“In these days, it is doubtful that any child may reasonably be expected to succeed in life if he is denied the opportunity of an education. Such an opportunity, where the state has undertaken to provide it, is a right that must be made available on equal terms.” – Chief Justice Earl Warren, Brown v. Board of Education (1954)
Remember when you attended elementary school and there were too many other students to get the teacher’s attention? When you wanted help with a math problem but couldn’t get it because too many other kids wanted help with the same problem? When your textbooks were worn and outdated? When your classroom was falling apart around you? When your teachers thought little of your prospects? When society consigned you to a life of racial and class inequity, a life in which it was assumed you’d fail? No? Let me tell you a story.
In 1951 Linda Brown, a third-grader who lived in Topeka, Kansas, had to walk a mile to get to school despite the fact that she lived about seven blocks from an all-white school she wasn’t allowed to attend. She couldn’t understand why she couldn’t go to the same school as the whites in her area.
During that time, “separate but equal” laws maintained a public education system that was failing its African American learners. They seriously lagged their white peers in outcomes and access to the resources necessary to excel. College was a dream deferred for many as learners couldn’t attend majority white institutions. Majority minority schools, located in racially segregated districts, contained overcrowded classrooms, poorly maintained facilities and lack of access to the up-to-date resources available in white districts. This left African American learners at a persistent disadvantage.
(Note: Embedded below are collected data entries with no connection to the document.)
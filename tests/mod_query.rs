mod common;

use autoquery::query::{
    ChainQuery, CmpOp, Filter, Order, QueryValue, SortSpec, compare_bson, compare_docs, eval_filter,
        execute,
    project_fields,
};
use autoquery::{QueryBuilder, QueryParams};
use bson::{Bson, Document, doc};
use std::cmp::Ordering;
use std::collections::BTreeMap;

fn run(params: &QueryParams) -> Vec<Document> {
    let builder = QueryBuilder::with_dictionary(common::user_schema(), common::dictionary());
    execute(&builder.build(params), &common::users())
}

fn matching(key: &str, value: QueryValue) -> Option<BTreeMap<String, QueryValue>> {
    Some(BTreeMap::from([(key.to_string(), value)]))
}

fn names(docs: &[Document]) -> Vec<&str> {
    docs.iter().map(|d| d.get_str("name").unwrap()).collect()
}

#[test]
fn sort_skip_limit_select_together() {
    let docs = run(&QueryParams {
        matches: Some(BTreeMap::new()),
        sort: Some("-firstName".into()),
        skip: Some(1),
        limit: Some(1),
        select: Some(vec!["firstName".into(), "lastName".into()]),
        order: None,
    });
    assert_eq!(docs.len(), 1);
    assert_eq!(docs[0], doc! { "_id": 4, "name": "Jonas", "surname": "Manga" });
    assert!(docs[0].get("likes").is_none());
}

#[test]
fn empty_match_returns_everything() {
    let docs = run(&QueryParams { matches: Some(BTreeMap::new()), ..Default::default() });
    assert_eq!(docs.len(), 4);
}

#[test]
fn nested_match_through_dictionary() {
    let docs = run(&QueryParams {
        matches: matching("vehicle.model", "Kalahari".into()),
        ..Default::default()
    });
    assert_eq!(docs.len(), 1);
    assert_eq!(docs[0].get_str("surname").unwrap(), "Tomanga");
}

#[test]
fn array_field_equality_with_paging() {
    let all =
        run(&QueryParams { matches: matching("likes", "Dancing".into()), ..Default::default() });
    assert_eq!(names(&all), vec!["Jon", "Jane", "Jonas"]);
    let paged = run(&QueryParams {
        matches: matching("likes", "Dancing".into()),
        skip: Some(1),
        limit: Some(1),
        ..Default::default()
    });
    assert_eq!(names(&paged), vec!["Jane"]);
}

#[test]
fn range_operators_select_by_year() {
    let count = |raw: &str| {
        run(&QueryParams { matches: matching("vehicle.year", raw.into()), ..Default::default() })
            .len()
    };
    assert_eq!(count(">2007"), 2);
    assert_eq!(count(">:2007"), 3);
    assert_eq!(count("<2007"), 1);
    assert_eq!(count("<:2007"), 2);
    assert_eq!(count("2020"), 2);
}

#[test]
fn negated_scalar_excludes_value() {
    let docs = run(&QueryParams {
        matches: matching("lastName", "!Tomanga".into()),
        ..Default::default()
    });
    assert_eq!(docs.len(), 3);
    assert!(docs.iter().all(|d| d.get_str("surname").unwrap() == "Manga"));
}

#[test]
fn negated_array_entries_exclude() {
    let likes: QueryValue = ["!Volleyball", "Dancing"].into_iter().collect();
    let docs = run(&QueryParams { matches: matching("likes", likes), ..Default::default() });
    assert_eq!(names(&docs), vec!["Jane", "Jonas"]);
}

#[test]
fn ascending_sort_on_nested_path() {
    let docs = run(&QueryParams { sort: Some("vehicle.year".into()), ..Default::default() });
    let ids: Vec<i32> = docs.iter().map(|d| d.get_i32("_id").unwrap()).collect();
    assert_eq!(ids, vec![2, 1, 3, 4]);
}

#[test]
fn select_nested_path_keeps_array_shape() {
    let docs = run(&QueryParams {
        matches: matching("firstName", "Jane".into()),
        select: Some(vec!["vehicle.model".into()]),
        ..Default::default()
    });
    assert_eq!(docs, vec![doc! { "_id": 3, "car": [{ "model": "Otavi" }] }]);
}

#[test]
fn ne_and_nin_match_missing_fields() {
    let d = doc! { "name": "x" };
    let ne = Filter::Cmp { path: "aim".into(), op: CmpOp::Ne, value: "Booting".into() };
    let nin = Filter::Nin { path: "aim".into(), values: vec!["Booting".into()] };
    let eq = Filter::Cmp { path: "aim".into(), op: CmpOp::Eq, value: "Booting".into() };
    assert!(eval_filter(&d, &ne));
    assert!(eval_filter(&d, &nin));
    assert!(!eval_filter(&d, &eq));
}

#[test]
fn range_ignores_mismatched_types() {
    let d = doc! { "year": "2020" };
    let gt = Filter::Cmp { path: "year".into(), op: CmpOp::Gt, value: Bson::Int64(1) };
    assert!(!eval_filter(&d, &gt));
    let numeric = doc! { "year": 2020.0 };
    let eq = Filter::Cmp { path: "year".into(), op: CmpOp::Eq, value: Bson::Int64(2020) };
    assert!(eval_filter(&numeric, &eq));
}

#[test]
fn and_requires_every_condition() {
    let query = ChainQuery::find_all("users")
        .where_cmp("surname", CmpOp::Eq, "Manga".into())
        .where_in("name", vec!["Jonas".into(), "Jane".into()])
        .where_nin("likes", vec!["Volleyball".into()]);
    assert!(matches!(query.filter(), Filter::And(ref fs) if fs.len() == 3));
    let docs = execute(&query, &common::users());
    assert_eq!(names(&docs), vec!["Jane", "Jonas"]);
}

#[test]
fn compare_helpers_order_values() {
    assert_eq!(compare_bson(&Bson::Int32(2), &Bson::Double(2.5)), Ordering::Less);
    assert_eq!(
        compare_bson(&Bson::String("b".into()), &Bson::String("a".into())),
        Ordering::Greater
    );
    assert_eq!(compare_bson(&Bson::Null, &Bson::Int32(0)), Ordering::Less);

    let a = doc! { "n": 1, "m": "x" };
    let b = doc! { "n": 1, "m": "y" };
    let sort = [
        SortSpec { field: "n".into(), order: Order::Asc },
        SortSpec { field: "m".into(), order: Order::Desc },
    ];
    assert_eq!(compare_docs(&a, &b, &sort), Ordering::Greater);
}

#[test]
fn project_fields_merges_siblings() {
    let d = doc! {
        "_id": 9,
        "car": { "model": "Otavi", "year": 2020, "color": "red" },
        "name": "x",
    };
    let out = project_fields(&d, &["car.model".to_string(), "car.year".to_string()]);
    assert_eq!(out, doc! { "_id": 9, "car": { "model": "Otavi", "year": 2020 } });
}

#[test]
fn large_exclusion_sets_are_kept_whole() {
    let mut likes: Vec<String> = (0..1000).map(|i| format!("!x{i}")).collect();
    likes.push("!Volleyball".into());
    let value: QueryValue = likes.iter().map(String::as_str).collect();
    let builder = QueryBuilder::with_dictionary(common::user_schema(), common::dictionary());
    let query =
        builder.build(&QueryParams { matches: matching("likes", value), ..Default::default() });
    let [Filter::Nin { values, .. }] = query.conditions() else {
        panic!("expected a single $nin condition");
    };
    assert_eq!(values.len(), 1001);
    let docs = execute(&query, &common::users());
    assert_eq!(names(&docs), vec!["Jane", "Jonas"]);
}

#[test]
fn execute_follows_the_merged_filter_document() {
    // `firstName` resolves to `name`, so both keys land on one path.
    let params = QueryParams {
        matches: Some(BTreeMap::from([
            ("firstName".to_string(), QueryValue::from("Jonas")),
            ("name".to_string(), QueryValue::from("!Jon")),
        ])),
        ..Default::default()
    };
    let builder = QueryBuilder::with_dictionary(common::user_schema(), common::dictionary());
    let query = builder.build(&params);
    assert_eq!(query.filter_document(), doc! { "name": { "$ne": "Jon" } });
    assert_eq!(
        query.filter(),
        Filter::Cmp { path: "name".into(), op: CmpOp::Ne, value: "Jon".into() }
    );
    let docs = execute(&query, &common::users());
    assert_eq!(names(&docs), vec!["Jonas", "Jane", "Jonas"]);
}

#[test]
fn merged_conditions_join_operators_per_path() {
    let ranged = ChainQuery::find_all("users")
        .where_cmp("car.year", CmpOp::Gt, Bson::Int64(1900))
        .where_cmp("car.year", CmpOp::Lt, Bson::Int64(2020));
    assert_eq!(ranged.merged_conditions().len(), 2);
    assert_eq!(names(&execute(&ranged, &common::users())), vec!["Jonas"]);

    let replaced = ChainQuery::find_all("users")
        .where_cmp("car.year", CmpOp::Gt, Bson::Int64(1900))
        .where_cmp("car.year", CmpOp::Gt, Bson::Int64(2010));
    assert_eq!(
        replaced.filter(),
        Filter::Cmp { path: "car.year".into(), op: CmpOp::Gt, value: Bson::Int64(2010) }
    );
    assert_eq!(replaced.filter_document(), doc! { "car.year": { "$gt": 2010_i64 } });
    assert_eq!(names(&execute(&replaced, &common::users())), vec!["Jane", "Jonas"]);

    let equality_wins = ChainQuery::find_all("users")
        .where_in("name", vec!["Jon".into()])
        .where_cmp("name", CmpOp::Eq, "Jane".into());
    assert_eq!(names(&execute(&equality_wins, &common::users())), vec!["Jane"]);
    assert_eq!(equality_wins.conditions().len(), 2);
}

#[test]
fn sort_uses_every_key() {
    let mut query = ChainQuery::find_all("users");
    for field in ["a", "b", "c", "d", "e", "f", "g", "h"] {
        query = query.sort(SortSpec { field: field.into(), order: Order::Asc });
    }
    query = query.sort(SortSpec { field: "_id".into(), order: Order::Desc });
    let ids: Vec<i32> =
        execute(&query, &common::users()).iter().map(|d| d.get_i32("_id").unwrap()).collect();
    assert_eq!(ids, vec![4, 3, 2, 1]);
}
The Topeka chapter of the NAACP sought to overturn “separate but equal” education altogether. It filed a lawsuit, the 12th in a series of them, meant to completely dismantle it.
“What the Brown decision did was it broke the silence, said Cheryl Brown Henderson, daughter of the later Reverend Oliver L. Brown, one of 12 parents who filed the suit that would become Brown v. Board of Education. “It made the country start talking about racism and segregation and discrimination and second-class citizenship and all of those things.”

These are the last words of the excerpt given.